The LEAD program is a coordinated approach with Seattle’s municipal government, prosecuting and defending attorneys, police, the Washington Department of Corrections and the American Civil Liberties Union. This client-centred, case-management approach has demonstrated much success. Clients were 60 per cent less likely than people in the control group to be arrested in the first six months after entry into the program, and had both 58 per cent lower odds of arrest and 39 per cent lower odds of being charged with a felony over the longer term. The program has also demonstrated statistically significant reductions in average yearly criminal justice and legal system utilization and associated costs.
LEAD is inspired by similar “arrest-referral” programs in the UK whose pilot projects proved so effective that they were eventually implemented in nearly every police department in the country. Programs such as LEAD provide relief for communities experiencing drug-related crime and social disorder, and offer opportunities for solutions and support for people with addictions. They allow police to use the power of the law to help guide a vulnerable population to an outcome that’s better for them and for the community. It’s about harm reduction working hand-in-hand with law enforcement.
Frontline responders, including police, can redirect people to community-based treatment.

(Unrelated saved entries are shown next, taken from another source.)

//! Unit tests for database initialization
//!
//! Tests cover:
//! - Automatic database creation with default schema
//! - Reopening an existing database
//! - Schema constraints the entity stores rely on

use photosku_common::db::{get_schema_version, init_database, init_memory_database, CURRENT_SCHEMA_VERSION};
use tempfile::TempDir;

#[tokio::test]
async fn test_database_creation_when_missing() {
    let temp_dir = TempDir::new().unwrap();
    let db_path = temp_dir.path().join("nested").join("photosku.db");

    let result = init_database(&db_path).await;

    assert!(result.is_ok(), "Database initialization failed: {:?}", result.err());
    assert!(db_path.exists(), "Database file was not created");
}

#[tokio::test]
async fn test_database_opens_existing() {
    let temp_dir = TempDir::new().unwrap();
    let db_path = temp_dir.path().join("photosku.db");

    let pool1 = init_database(&db_path).await.unwrap();
    sqlx::query("INSERT INTO users (guid, external_id) VALUES ('u1', 42)")
        .execute(&pool1)
        .await
        .unwrap();
    pool1.close().await;

    let pool2 = init_database(&db_path).await;
    assert!(pool2.is_ok(), "Failed to open existing database: {:?}", pool2.as_ref().err());

    let count: i64 = sqlx::query_scalar("SELECT COUNT(*) FROM users")
        .fetch_one(&pool2.unwrap())
        .await
        .unwrap();
    assert_eq!(count, 1, "Existing rows must survive reopening");
}

#[tokio::test]
async fn test_schema_version_recorded() {
    let pool = init_memory_database().await.unwrap();

    assert_eq!(get_schema_version(&pool).await.unwrap(), CURRENT_SCHEMA_VERSION);
}

#[tokio::test]
async fn test_all_tables_created() {
    let pool = init_memory_database().await.unwrap();

    for table in ["users", "photos", "article_numbers", "photo_articles", "schema_version"] {
        let exists: bool = sqlx::query_scalar(
            "SELECT EXISTS(SELECT 1 FROM sqlite_master WHERE type='table' AND name = ?)",
        )
        .bind(table)
        .fetch_one(&pool)
        .await
        .unwrap();
        assert!(exists, "table {} missing", table);
    }
}

#[tokio::test]
async fn test_new_user_defaults_to_idle() {
    let pool = init_memory_database().await.unwrap();

    sqlx::query("INSERT INTO users (guid, external_id) VALUES ('u1', 7)")
        .execute(&pool)
        .await
        .unwrap();

    let state: String = sqlx::query_scalar("SELECT conversation_state FROM users WHERE external_id = 7")
        .fetch_one(&pool)
        .await
        .unwrap();
    assert_eq!(state, "idle");
}

#[tokio::test]
async fn test_article_numbers_are_unique() {
    let pool = init_memory_database().await.unwrap();

    sqlx::query("INSERT INTO article_numbers (guid, number) VALUES ('a1', '1.2345')")
        .execute(&pool)
        .await
        .unwrap();
    let duplicate = sqlx::query("INSERT INTO article_numbers (guid, number) VALUES ('a2', '1.2345')")
        .execute(&pool)
        .await;

    assert!(duplicate.is_err(), "Duplicate article number must be rejected");
}

#[tokio::test]
async fn test_apply_state_is_constrained() {
    let pool = init_memory_database().await.unwrap();

    sqlx::query("INSERT INTO users (guid, external_id) VALUES ('u1', 1)")
        .execute(&pool)
        .await
        .unwrap();
    let bad = sqlx::query(
        "INSERT INTO photos (guid, owner_id, object_key, apply_state) VALUES ('p1', 'u1', 'k1', 'not_applied')",
    )
    .execute(&pool)
    .await;

    assert!(bad.is_err(), "Only pending/applied are valid apply states");
}

#[tokio::test]
async fn test_deleting_photo_cascades_associations() {
    let pool = init_memory_database().await.unwrap();

    sqlx::query("INSERT INTO users (guid, external_id) VALUES ('u1', 1)")
        .execute(&pool)
        .await
        .unwrap();
    sqlx::query("INSERT INTO photos (guid, owner_id, object_key, apply_state) VALUES ('p1', 'u1', 'k1', 'applied')")
        .execute(&pool)
        .await
        .unwrap();
    sqlx::query("INSERT INTO article_numbers (guid, number) VALUES ('a1', '1.2345')")
        .execute(&pool)
        .await
        .unwrap();
    sqlx::query("INSERT INTO photo_articles (photo_id, article_id) VALUES ('p1', 'a1')")
        .execute(&pool)
        .await
        .unwrap();

    sqlx::query("DELETE FROM photos WHERE guid = 'p1'")
        .execute(&pool)
        .await
        .unwrap();

    let links: i64 = sqlx::query_scalar("SELECT COUNT(*) FROM photo_articles")
        .fetch_one(&pool)
        .await
        .unwrap();
    assert_eq!(links, 0);
}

Here in Alberta, the Calgary Police Service is a proud partner of the Calgary Drug Treatment Court. The CDTC, which has been in operation since 2007, provides a pre-sentence justice alternative for drug-addicted non-violent offenders through the integration of justice, health services and treatment options, including court interventions, addiction counselling, employment assistance and skills upgrading. Its philosophy: “…When drug-addicted offenders are provided with the right type and intensity of services, they can change their lives, and often in remarkable and transformative ways.” Indeed, 7 out of 10 CDTC graduates have no new charges or convictions, and overall the program demonstrates an 82 per cent reduction in recidivism.
The CDTC also takes other factors into consideration, such as research showing that over 90 per cent of women who experience serious addictions have known a history of abuse or trauma. The court offers programming led by women and uniquely tailored to women, and can provide referrals to women’s services in the community. A woman suffering severe addictions might not otherwise encounter these services were it not for justice system interventions such as those offered at Calgary’s Drug Treatment Court.
Both the LEAD program and the CDTC offer potential solutions to this complex social issue. Ultimately it comes down to resources. Our communities, municipalities and provinces must come together to make mental health and addictions a focus. We must all work together to acknowledge the harm caused not just to the individual and their families but to our communities by these chronic health issues.
In the meantime, police officers will continue to do what they can on the frontlines. We have a duty to care with compassion and fairness, ensuring impartial and just treatment to all. Our officers are currently undergoing training for trauma-informed approaches to working with our vulnerable populations. Toxic stress effects on the brain, trauma and mental-health conditions impact self-treatment decisions. Understanding this guides us in our daily interactions with individuals.
We will continue to work with our partners to address the complex social and health issues facing our city today and into the future.